A week went by and nothing happened except that Mudcat had three kittens. I cheered up some; Bo was happiest of all, as though he was their dad. The Dupslaff kids wanted the two calico ones, but I secretly hoped we could keep the third kitten, a gray tabby. I was walking to LC’s house, musing about the kittens, when I noticed someone galloping up the road—The Colonel! Before I could look around for a good rock to chunk, he passed by in a cloud of dust, flogging his bay mare like a madman. It made me so angry I ran home to the houseboat, not wanting to see anybody, not even LC.

“It’s good you got here when you did,” Uncle Harold said. The weather had turned. We herded the animals inside minutes before a cloudburst ushered in days of rain. The houseboat rose in the water like an Ark as the two of us holed up, playing cards and petting cats. After the rain stopped, we didn’t see Dad for a couple more days and I fretted—but as soon as the floods receded, he came bringing news: the Colonel was dead.

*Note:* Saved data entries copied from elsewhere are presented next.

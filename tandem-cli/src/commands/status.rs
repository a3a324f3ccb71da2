//! `tandem status`: pair visibility and planned actions, without mutation.

use anyhow::{Context, Result};
use chrono::Utc;
use clap::Args;
use colored::Colorize;
use serde::Serialize;
use tabled::{settings::Style, Table, Tabled};

use tandem_core::{PairKind, RepoPair, Settings};
use tandem_sync::{classify_status, load_inventories, merge_inventories, plan_pair, PlannedAction, StatusTag};

use super::{block_on, SourceArgs};

/// Arguments for `tandem status`.
#[derive(Args, Debug)]
pub struct StatusArgs {
    #[command(flatten)]
    pub source: SourceArgs,

    /// Emit machine-readable JSON.
    #[arg(long)]
    pub json: bool,
}

impl StatusArgs {
    pub fn run(self) -> Result<()> {
        let settings = self.source.settings()?;
        let (local, remote) = self.source.inventories(&settings);

        let (locals, remotes) = block_on(load_inventories(&local, &remote))?
            .context("failed to load inventories")?;
        let pairs = merge_inventories(locals, remotes);
        let rows: Vec<PairStatus> = pairs.values().map(|pair| pair_status(pair, &settings)).collect();

        if self.json {
            print_json(&settings, rows)?;
            return Ok(());
        }
        print_table(&settings, rows);
        Ok(())
    }
}

#[derive(Debug, Clone, Serialize)]
struct PairStatus {
    name: String,
    kind: PairKind,
    local_path: Option<String>,
    local_branch: Option<String>,
    github_name: Option<String>,
    github_url: Option<String>,
    tags: Vec<StatusTag>,
    /// `None` when the pair is held back by its tags.
    action: Option<PlannedAction>,
}

#[derive(Serialize)]
struct StatusReportJson {
    generated_at: String,
    owner: String,
    src_dir: String,
    summary: StatusSummaryJson,
    pairs: Vec<PairStatus>,
}

#[derive(Serialize)]
struct StatusSummaryJson {
    pairs: usize,
    complete: usize,
    local_only: usize,
    github_only: usize,
    excluded: usize,
}

#[derive(Tabled)]
struct StatusTableRow {
    #[tabled(rename = "")]
    indicator: String,
    #[tabled(rename = "repo")]
    name: String,
    #[tabled(rename = "local")]
    local: String,
    #[tabled(rename = "github")]
    github: String,
    #[tabled(rename = "status")]
    status: String,
    #[tabled(rename = "next")]
    next: String,
}

fn pair_status(pair: &RepoPair, settings: &Settings) -> PairStatus {
    let tags = classify_status(pair, &settings.default_branch);
    let action = tags.is_empty().then(|| plan_pair(pair, settings));
    PairStatus {
        name: pair.name.to_string(),
        kind: pair.kind(),
        local_path: pair.local.as_ref().map(|l| l.path.display().to_string()),
        local_branch: pair.local.as_ref().map(|l| l.branch.clone()),
        github_name: pair.remote.as_ref().map(|r| r.name.to_string()),
        github_url: pair.remote.as_ref().map(|r| r.url.clone()),
        tags,
        action,
    }
}

fn summary(rows: &[PairStatus]) -> StatusSummaryJson {
    let count = |kind: PairKind| rows.iter().filter(|r| r.kind == kind).count();
    StatusSummaryJson {
        pairs: rows.len(),
        complete: count(PairKind::Complete),
        local_only: count(PairKind::LocalOnly),
        github_only: count(PairKind::RemoteOnly),
        excluded: rows.iter().filter(|r| !r.tags.is_empty()).count(),
    }
}

fn print_json(settings: &Settings, rows: Vec<PairStatus>) -> Result<()> {
    let payload = StatusReportJson {
        generated_at: Utc::now().to_rfc3339(),
        owner: settings.owner.to_string(),
        src_dir: settings.src_dir.display().to_string(),
        summary: summary(&rows),
        pairs: rows,
    };
    println!(
        "{}",
        serde_json::to_string_pretty(&payload).context("failed to serialize status JSON")?
    );
    Ok(())
}

fn print_table(settings: &Settings, rows: Vec<PairStatus>) {
    let totals = summary(&rows);
    println!(
        "Tandem v{} | {} | {} pairs | {} complete | {} local only | {} github only | {} held back",
        env!("CARGO_PKG_VERSION"),
        settings.owner,
        totals.pairs,
        totals.complete,
        totals.local_only,
        totals.github_only,
        totals.excluded,
    );
    if rows.is_empty() {
        println!("No repositories found.");
        return;
    }

    let separator = "■".repeat(67).bright_black().to_string();
    println!("{separator}");
    println!(
        "Indicators: {} COMPLETE  {} LOCAL ONLY  {} GITHUB ONLY  {} HELD BACK",
        "■".green().bold(),
        "■".yellow().bold(),
        "■".magenta().bold(),
        "■".red().bold(),
    );
    println!("{separator}");

    let held_back = totals.excluded;
    let table_rows: Vec<StatusTableRow> = rows
        .into_iter()
        .map(|row| StatusTableRow {
            indicator: indicator(&row),
            local: match (&row.local_path, &row.local_branch) {
                (Some(_), Some(branch)) => branch.clone(),
                _ => "-".to_string(),
            },
            github: row.github_name.clone().unwrap_or_else(|| "-".to_string()),
            status: if row.tags.is_empty() {
                "ok".to_string()
            } else {
                row.tags.iter().map(|t| t.key()).collect::<Vec<_>>().join(", ")
            },
            next: row
                .action
                .as_ref()
                .map(ToString::to_string)
                .unwrap_or_else(|| "fix manually".to_string()),
            name: row.name,
        })
        .collect();
    let mut table = Table::new(table_rows);
    table.with(Style::rounded());
    println!("{table}");

    if held_back > 0 {
        println!("Held-back repositories are skipped by 'tandem sync' until they are clean and on the default branch.");
    }
}

fn indicator(row: &PairStatus) -> String {
    if !row.tags.is_empty() {
        return "■".red().bold().to_string();
    }
    match row.kind {
        PairKind::Complete => "■".green().bold().to_string(),
        PairKind::LocalOnly => "■".yellow().bold().to_string(),
        PairKind::RemoteOnly => "■".magenta().bold().to_string(),
        PairKind::Empty => "■".bright_black().bold().to_string(),
    }
}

“Word is he was checking fences at the plantation when the rain spooked his horse,” said Dad. “The horse took off into the swamp. Rolled over on him—they say he drowned and got crushed, too.” Uncle Harold observed that “if anybody deserved to die twice’t, it were the Colonel.”

I was glad to get back to our farm, but I still had something to do. I set out for the Saint Charles cemetery, resolved to dance on the Colonel’s grave. To my surprise, there was a family gathered around the big white marble monument (the Colonel had special ordered it from Little Rock years before). One of the people turned—it was Mattie Lively, my old schoolmate from Skunk Holler. I barely recognized her, she was grown so tall. She smiled and said, “Why, Brent Granberry!”

Turns out, the Colonel’s name was Harvey Walburton Lively—Mattie’s grandfather. He’d quarreled with his only son, banishing him years ago. But since nobody could find a will, the inheritance fell to Mattie’s dad. The farm was to be leased out and Mattie was coming to live in the townhouse. I offered to fix a certain window and as we talked, the old bitterness inside melted clean away. “I missed you, Mattie,” I said, and it was true. “Hey—want a kitten?”

Things shifted after that, in a good way. Cured of spring fever, I looked forward to the sun coming up. LC and I laughed at how folks in Arkansas County said the Colonel’s grave was the most fertile plot in the Saint Charles cemetery. Tall white iris grew thick as weeds against his marble marker, adorned year-round with yellow stains.